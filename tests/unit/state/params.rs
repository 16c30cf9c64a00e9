use super::*;
use serde_json::json;

#[test]
fn defaults_match_documented_values() {
    let p = initialize();
    assert_eq!((p.width, p.height), (1080, 1080));
    assert_eq!(p.background, BackgroundKind::Solid);
    assert_eq!(p.solid_color, Rgba8::WHITE);
    assert_eq!(p.product_scale, 1.0);
    assert!(p.shadow_enabled);
    assert_eq!(p.shadow_opacity, 0.2);
    assert!(p.visible_text().is_none());
}

#[test]
fn clamps_apply_only_on_read() {
    let p = CompositionParams {
        shadow_opacity: 0.9,
        text_position: -3.0,
        ..CompositionParams::default()
    };
    assert_eq!(p.shadow_opacity, 0.9);
    assert_eq!(p.effective_shadow_opacity(), MAX_SHADOW_OPACITY);
    assert_eq!(p.effective_text_position(), 0.0);

    let p = CompositionParams {
        shadow_opacity: f64::NAN,
        text_position: f64::INFINITY,
        ..CompositionParams::default()
    };
    assert_eq!(p.effective_shadow_opacity(), 0.0);
    assert_eq!(p.effective_text_position(), 0.5);
}

#[test]
fn whitespace_text_is_not_visible() {
    let mut p = CompositionParams::default();
    p.overlay_text = " \t\n ".to_owned();
    assert!(p.visible_text().is_none());
    p.overlay_text = "  New  ".to_owned();
    assert_eq!(p.visible_text(), Some("  New  "));
}

#[test]
fn with_size_only_touches_dimensions() {
    let p = CompositionParams {
        rotation_deg: 12.0,
        ..CompositionParams::default()
    };
    let q = p.with_size(Size::new(2160, 540));
    assert_eq!(q.size(), Size::new(2160, 540));
    assert_eq!(q.rotation_deg, 12.0);
    assert_eq!(q.with_size(p.size()), p);
}

#[test]
fn text_weight_accepts_names_and_numbers() {
    let w: TextWeight = serde_json::from_value(json!("bold")).unwrap();
    assert_eq!(w, TextWeight::BOLD);
    let w: TextWeight = serde_json::from_value(json!("600")).unwrap();
    assert_eq!(w, TextWeight(600));
    let w: TextWeight = serde_json::from_value(json!(300)).unwrap();
    assert_eq!(w, TextWeight(300));
    assert!(serde_json::from_value::<TextWeight>(json!("heavy-ish")).is_err());
}

#[test]
fn params_json_uses_camel_case_and_hex_colors() {
    let v = serde_json::to_value(CompositionParams::default()).unwrap();
    assert_eq!(v["solidColor"], json!("#ffffff"));
    assert_eq!(v["background"], json!("solid"));
    assert_eq!(v["textWeight"], json!(700));

    let back: CompositionParams = serde_json::from_value(v).unwrap();
    assert_eq!(back, CompositionParams::default());
}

# # #

PROBLEM STATEMENT: Bring together all lines from the listing that contain the word "background".

ANSWER:
    assert_eq!(p.background, BackgroundKind::Solid);
    assert_eq!(v["background"], json!("solid"));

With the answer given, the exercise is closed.